CSS 343B (Spring 2018): Data Structures, Algorithms, and Discrete Mathematics II

Suppose we'd like to find the number of occurrences of each word in some text. People ask this sort of question all the time (d'oh!).

The program should output the words in alphabetical order, preceeded by their counts. For example, if you take the first few paragraphs of an early draft of this assignment, your input file would look like this:

we
wish
to
find
frequency
of
each
word
in
a
text
naturally
the
text
is
too
large
to
read
into
main
memory
so
sorting
and
counting
is
an
intractable
approach
fortunately
the
number
of
distinct
words
is
small
enough
that
we
don
t
have
to
resort
to
elaborate
solutions
since
we
want
to
emit
the
word
list
in
alphabetical
order
a
binary
search
tree
is
just
the
ticket
to
keep
things
simple
you
may
assume
the
input
file
has
been
preprocessed
so
there
is
one
word
per
line
with
no
extraneous
punctuation
write
a
program
that
reads
the
word
list
from
standard
input
and
outputs
the
words
in
alphabetical
order
preceeded
by
frequency
count


      3 a
      2 alphabetical
      1 an
      2 and
      1 approach
      1 assume
      1 been
      1 binary
      1 by
      1 count
      1 counting
      1 distinct
      1 don
      1 each
      1 elaborate
      1 emit
      1 enough
      1 extraneous
      1 file
      1 find
      1 fortunately
      2 frequency
      1 from
      1 has
      1 have
      3 in
      2 input
      1 into
      1 intractable
      5 is
      1 just
      1 keep
      1 large
      1 line
      2 list
      1 main
      1 may
      1 memory
      1 naturally
      1 no
      1 number
      2 of
      1 one
      2 order
      1 outputs
      1 per
      1 preceeded
      1 preprocessed
      1 program
      1 punctuation
      1 read
      1 reads
      1 resort
      1 search
      1 simple
      1 since
      1 small
      2 so
      1 solutions
      1 sorting
      1 standard
      1 t
      2 text
      2 that
      7 the
      1 there
      1 things
      1 ticket
      6 to
      1 too
      1 tree
      1 want
      3 we
      1 wish
      1 with
      4 word
      2 words
      1 write
      1 you

One way to solve this problem would be to build a list or vector of words, sort it, and then count adjacent occurrences. A pair of Unix utility programs sort and uniq (with the -c flag) used in combination already does this for you, so you (and your instructor!) have an easy way to verify the correctness of your solution, using the diff utility.

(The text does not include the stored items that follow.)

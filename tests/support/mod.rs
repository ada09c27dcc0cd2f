#![allow(dead_code)]

use std::fs;
use std::path::{Path, PathBuf};
use std::sync::Arc;

use assert_cmd::Command;
use serde_json::Value;
use tempfile::TempDir;
use todoshare::category::CategoryService;
use todoshare::config::PaginationConfig;
use todoshare::sharing::SharingService;
use todoshare::storage::Storage;
use todoshare::store::{Backend, FileStore, MemoryStore};
use todoshare::tasks::TaskService;
use todoshare::users::UserService;

/// The binary with every ambient todoshare variable cleared.
pub fn todoshare_cmd() -> Command {
    let mut cmd = Command::cargo_bin("todoshare").expect("todoshare binary");
    cmd.env_remove("TODOSHARE_HOME")
        .env_remove("TODOSHARE_USER")
        .env_remove("RUST_LOG");
    cmd
}

/// A throwaway data directory.
pub struct TestHome {
    dir: TempDir,
}

impl TestHome {
    pub fn new() -> Self {
        Self {
            dir: tempfile::tempdir().expect("failed to create tempdir"),
        }
    }

    pub fn path(&self) -> &Path {
        self.dir.path()
    }

    pub fn cmd(&self) -> Command {
        let mut cmd = todoshare_cmd();
        cmd.arg("--data-dir").arg(self.dir.path());
        cmd
    }

    /// Run as `user` with `--json` and return the envelope's `data`.
    pub fn json_as(&self, user: &str, args: &[&str]) -> Value {
        let output = self
            .cmd()
            .args(["--json", "--user", user])
            .args(args)
            .output()
            .expect("run todoshare");
        assert!(
            output.status.success(),
            "todoshare {args:?} failed: {}",
            String::from_utf8_lossy(&output.stdout)
        );
        let envelope: Value = serde_json::from_slice(&output.stdout).expect("json envelope");
        envelope["data"].clone()
    }

    pub fn add_user(&self, email: &str, name: &str) -> u64 {
        let output = self
            .cmd()
            .args(["--json", "user", "add", email, "--name", name])
            .output()
            .expect("run todoshare");
        assert!(output.status.success(), "user add {email} failed");
        let envelope: Value = serde_json::from_slice(&output.stdout).expect("json envelope");
        envelope["data"]["id"].as_u64().expect("user id")
    }

    pub fn write_config(&self, contents: &str) -> PathBuf {
        let path = self.dir.path().join("config.toml");
        fs::write(&path, contents).expect("write config");
        path
    }
}

/// Services over one backend, the way the binary wires them.
pub struct Services {
    pub store: Arc<dyn Backend>,
    pub users: UserService,
    pub tasks: TaskService,
    pub categories: CategoryService,
    pub sharing: SharingService,
}

impl Services {
    pub fn over(store: Arc<dyn Backend>) -> Self {
        Self::with_pagination(store, PaginationConfig::default())
    }

    pub fn with_pagination(store: Arc<dyn Backend>, pagination: PaginationConfig) -> Self {
        Self {
            users: UserService::new(store.clone()),
            tasks: TaskService::new(store.clone(), pagination),
            categories: CategoryService::new(store.clone(), pagination),
            sharing: SharingService::new(store.clone()),
            store,
        }
    }
}

pub fn memory_backend() -> Arc<dyn Backend> {
    Arc::new(MemoryStore::new())
}

/// A file store in a fresh temp dir; keep the `TempDir` alive for the test.
pub fn file_backend() -> (TempDir, Arc<dyn Backend>) {
    let dir = tempfile::tempdir().expect("failed to create tempdir");
    let store = FileStore::new(Storage::new(dir.path().to_path_buf()));
    (dir, Arc::new(store))
}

Modern programming languages have a dictionary data type that maps a key to a value, such as word to count, name to telephone number, or host name to IP address. C++ provides the standard (template) library std::map. Using the map, the word-count problem can be solved in a mere few line of C++.

A dictionary may be implemented using any of several different data structures, each with different performance characteristics. The C++ language standard specifies that insert, lookup, and delete operations must be performed in logarithmic time.

To meet the performance requirement, std::map is typically implemented using a red-black tree. As discussed in class, a red-black tree is simply a binary search tree (BST) that keeps additional information to ensure that the tree is maintained in an approximately balanced state. Without the balancing, a BST performs well on average but has undesirable worst-case performance. Furthermore, the set of pathological cases includes sorted and reverse-sorted input, which is not uncommon in some applications.

Part I: Dictionary Abstract Data Type

Since one of the strengths of C++ is that user-defined types may be written as if they were native types of the language, we will use idioms of the standard template library:

The iterator will have to maintain a stack of its traversal through the tree. You may use std::stack or std::vector.

Note that the full functionality of a standard library data type is not required for the purposes of this exercise. It is designed just to give you the basic flavour.

Part II: Performance Evaluation

The binary search tree gives, for the average case, decent O(log N) performance for insert, lookup, and delete. Problems occur with a BST when the input is "unbalanced". The tree degenerates into, essentially, a linked list with O(N) performance. Whether this matters, of course, depends on how large N needs to be.

Run your BST for input sizes ranging from 10,000 to 100,000 words and collect the run time for randomly-ordered data and for the same input pre-sorted. Use the Linux time command to collect elapsed time. This is a fairly crude experiment. Ten or so datapoints will give us a useful ballpark.

While we're benchmarking, perform the analysis with the compiler optimization flag set to -O0 (default) and repeat with maximum optimizations -O3.

Use gnuplot, matplotlib, or some similar utility to generate graphs of the performance data. You may hand-draw the graph if you prefer, but submit a scanned image, not a hardcopy.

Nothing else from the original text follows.